### Work required
Transcribe exactly each line of the entries, from the opening line to the line with "if let Some(clauses) = &self.and", with both of those lines included.

### Stored data
= = =
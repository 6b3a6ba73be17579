//! Named filter presets.
//!
//! A preset is a saved JSON filter document, e.g.
//! `{ "$or": [ { "tag": "web" }, { "$and": [ { "tag": "db" }, { "$not": { "tag": "beta" } } ] } ] }`.
//! Presets live in `<config_dir>/presets.json`; saving one notifies every
//! inbound session currently bound to it so clients re-list.

use std::collections::BTreeMap;
use std::collections::BTreeSet;
use std::path::PathBuf;
use std::sync::Arc;

use arc_swap::ArcSwap;
use serde::Deserialize;
use serde::Serialize;
use tokio::sync::broadcast;
use tracing::warn;

use crate::error::ProxyError;

/// A recursive filter document. Multiple clauses on one node conjoin.
#[derive(Debug, Clone, Default, PartialEq, Serialize, Deserialize)]
pub struct PresetDocument {
    #[serde(default, skip_serializing_if = "Option::is_none")]
    pub tag: Option<String>,
    #[serde(rename = "$and", default, skip_serializing_if = "Option::is_none")]
    pub and: Option<Vec<PresetDocument>>,
    #[serde(rename = "$or", default, skip_serializing_if = "Option::is_none")]
    pub or: Option<Vec<PresetDocument>>,
    #[serde(rename = "$not", default, skip_serializing_if = "Option::is_none")]
    pub not: Option<Box<PresetDocument>>,
    #[serde(rename = "$in", default, skip_serializing_if = "Option::is_none")]
    pub any_of: Option<Vec<String>>,
}

impl PresetDocument {
    /// Evaluate against a server's tag set. An empty document admits
    /// everything.
    pub fn eval(&self, tags: &BTreeSet<String>) -> bool {
        if let Some(tag) = &self.tag
            && !tags.contains(tag)
        {
            return false;
        }
        if let Some(clauses) = &self.and
            && !clauses.iter().all(|c| c.eval(tags))
        {
            return false;
        }
        if let Some(clauses) = &self.or
            && !clauses.iter().any(|c| c.eval(tags))
        {
            return false;
        }
        if let Some(inner) = &self.not
            && inner.eval(tags)
        {
            return false;
        }
        if let Some(list) = &self.any_of
            && !list.iter().any(|t| tags.contains(t))
        {
            return false;
        }
        true
    }

    /// Every tag the document mentions.
    pub fn referenced_tags(&self) -> BTreeSet<String> {
        let mut out = BTreeSet::new();
        self.collect_tags(&mut out);
        out
    }

    fn collect_tags(&self, out: &mut BTreeSet<String>) {
        if let Some(tag) = &self.tag {
            out.insert(tag.clone());
        }
        for clauses in [&self.and, &self.or] {
            if let Some(clauses) = clauses {
                for clause in clauses {
                    clause.collect_tags(out);
                }
            }
        }
        if let Some(inner) = &self.not {
            inner.collect_tags(out);
        }
        if let Some(list) = &self.any_of {
            out.extend(list.iter().cloned());
        }
    }
}

pub struct PresetStore {
    path: PathBuf,
    presets: ArcSwap<BTreeMap<String, PresetDocument>>,
    tx: broadcast::Sender<String>,
}

impl PresetStore {
    /// Load the preset file; a missing file is an empty store, a malformed
    /// one is logged and treated as empty.
    pub fn load(path: PathBuf) -> Self {
        let presets = match std::fs::read_to_string(&path) {
            Ok(text) => match serde_json::from_str(&text) {
                Ok(presets) => presets,
                Err(err) => {
                    warn!("presets file {} is malformed: {err}", path.display());
                    BTreeMap::new()
                }
            },
            Err(err) if err.kind() == std::io::ErrorKind::NotFound => BTreeMap::new(),
            Err(err) => {
                warn!("failed to read presets file {}: {err}", path.display());
                BTreeMap::new()
            }
        };
        let (tx, _) = broadcast::channel(16);
        Self {
            path,
            presets: ArcSwap::from_pointee(presets),
            tx,
        }
    }

    pub fn get(&self, name: &str) -> Option<PresetDocument> {
        self.presets.load().get(name).cloned()
    }

    pub fn names(&self) -> Vec<String> {
        self.presets.load().keys().cloned().collect()
    }

    /// Fires with the preset name whenever a preset is saved or deleted.
    pub fn subscribe(&self) -> broadcast::Receiver<String> {
        self.tx.subscribe()
    }

    pub fn set(&self, name: &str, document: PresetDocument) -> Result<(), ProxyError> {
        let mut next = (**self.presets.load()).clone();
        next.insert(name.to_string(), document);
        self.persist(&next)?;
        self.presets.store(Arc::new(next));
        let _ = self.tx.send(name.to_string());
        Ok(())
    }

    pub fn delete(&self, name: &str) -> Result<bool, ProxyError> {
        let mut next = (**self.presets.load()).clone();
        let removed = next.remove(name).is_some();
        if removed {
            self.persist(&next)?;
            self.presets.store(Arc::new(next));
            let _ = self.tx.send(name.to_string());
        }
        Ok(removed)
    }

    // Atomic replace: write a sibling temp file, then rename over the real
    // one.
    fn persist(&self, presets: &BTreeMap<String, PresetDocument>) -> Result<(), ProxyError> {
        if let Some(parent) = self.path.parent() {
            std::fs::create_dir_all(parent).map_err(|err| {
                ProxyError::internal(format!("failed to create preset directory: {err}"))
            })?;
        }
        let json = serde_json::to_string_pretty(presets)
            .map_err(|err| ProxyError::internal(format!("failed to encode presets: {err}")))?;
        let tmp = self.path.with_extension("json.tmp");
        std::fs::write(&tmp, json)
            .map_err(|err| ProxyError::internal(format!("failed to write presets: {err}")))?;
        std::fs::rename(&tmp, &self.path)
            .map_err(|err| ProxyError::internal(format!("failed to replace presets: {err}")))?;
        Ok(())
    }
}

#[cfg(test)]
mod tests {
    use pretty_assertions::assert_eq;
    use serde_json::json;

    use super::*;

    fn tags(names: &[&str]) -> BTreeSet<String> {
        names.iter().map(|s| (*s).to_string()).collect()
    }

    fn doc(value: serde_json::Value) -> PresetDocument {
        serde_json::from_value(value).expect("preset document")
    }

    #[test]
    fn eval_handles_every_clause_kind() {
        let document = doc(json!({
            "$or": [
                { "tag": "web" },
                { "$and": [ { "tag": "db" }, { "$not": { "tag": "beta" } } ] }
            ]
        }));
        assert!(document.eval(&tags(&["web"])));
        assert!(document.eval(&tags(&["db"])));
        assert!(!document.eval(&tags(&["db", "beta"])));
        assert!(!document.eval(&tags(&["fs"])));

        let any_of = doc(json!({ "$in": ["a", "b"] }));
        assert!(any_of.eval(&tags(&["b"])));
        assert!(!any_of.eval(&tags(&["c"])));
    }

    #[test]
    fn empty_document_admits_everything() {
        assert!(PresetDocument::default().eval(&tags(&[])));
    }

    #[test]
    fn referenced_tags_walks_the_whole_tree() {
        let document = doc(json!({
            "$or": [
                { "tag": "web" },
                { "$and": [ { "$in": ["db", "cache"] }, { "$not": { "tag": "beta" } } ] }
            ]
        }));
        assert_eq!(
            document.referenced_tags(),
            tags(&["web", "db", "cache", "beta"])
        );
    }

    #[test]
    fn store_round_trips_and_notifies() {
        let dir = tempfile::tempdir().expect("tempdir");
        let path = dir.path().join("presets.json");
        let store = PresetStore::load(path.clone());
        let mut rx = store.subscribe();

        store
            .set("prod", doc(json!({ "tag": "web" })))
            .expect("set");
        assert_eq!(rx.try_recv().ok().as_deref(), Some("prod"));

        // A fresh load sees the persisted preset.
        let reloaded = PresetStore::load(path);
        assert_eq!(reloaded.get("prod"), Some(doc(json!({ "tag": "web" }))));

        assert!(reloaded.delete("prod").expect("delete"));
        assert!(!reloaded.delete("prod").expect("second delete is a no-op"));
    }

    #[test]
    fn malformed_preset_file_is_treated_as_empty() {
        let dir = tempfile::tempdir().expect("tempdir");
        let path = dir.path().join("presets.json");
        std::fs::write(&path, "not json").expect("write");
        let store = PresetStore::load(path);
        assert!(store.names().is_empty());
    }
}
= = =
### Finished exercise
repository 6b3a6ba73be17579
//! Named filter presets.
//!
//! A preset is a saved JSON filter document, e.g.
//! `{ "$or": [ { "tag": "web" }, { "$and": [ { "tag": "db" }, { "$not": { "tag": "beta" } } ] } ] }`.
//! Presets live in `<config_dir>/presets.json`; saving one notifies every
//! inbound session currently bound to it so clients re-list.

use std::collections::BTreeMap;
use std::collections::BTreeSet;
use std::path::PathBuf;
use std::sync::Arc;

use arc_swap::ArcSwap;
use serde::Deserialize;
use serde::Serialize;
use tokio::sync::broadcast;
use tracing::warn;

use crate::error::ProxyError;

/// A recursive filter document. Multiple clauses on one node conjoin.
#[derive(Debug, Clone, Default, PartialEq, Serialize, Deserialize)]
pub struct PresetDocument {
    #[serde(default, skip_serializing_if = "Option::is_none")]
    pub tag: Option<String>,
    #[serde(rename = "$and", default, skip_serializing_if = "Option::is_none")]
    pub and: Option<Vec<PresetDocument>>,
    #[serde(rename = "$or", default, skip_serializing_if = "Option::is_none")]
    pub or: Option<Vec<PresetDocument>>,
    #[serde(rename = "$not", default, skip_serializing_if = "Option::is_none")]
    pub not: Option<Box<PresetDocument>>,
    #[serde(rename = "$in", default, skip_serializing_if = "Option::is_none")]
    pub any_of: Option<Vec<String>>,
}

impl PresetDocument {
    /// Evaluate against a server's tag set. An empty document admits
    /// everything.
    pub fn eval(&self, tags: &BTreeSet<String>) -> bool {
        if let Some(tag) = &self.tag
            && !tags.contains(tag)
        {
            return false;
        }
        if let Some(clauses) = &self.and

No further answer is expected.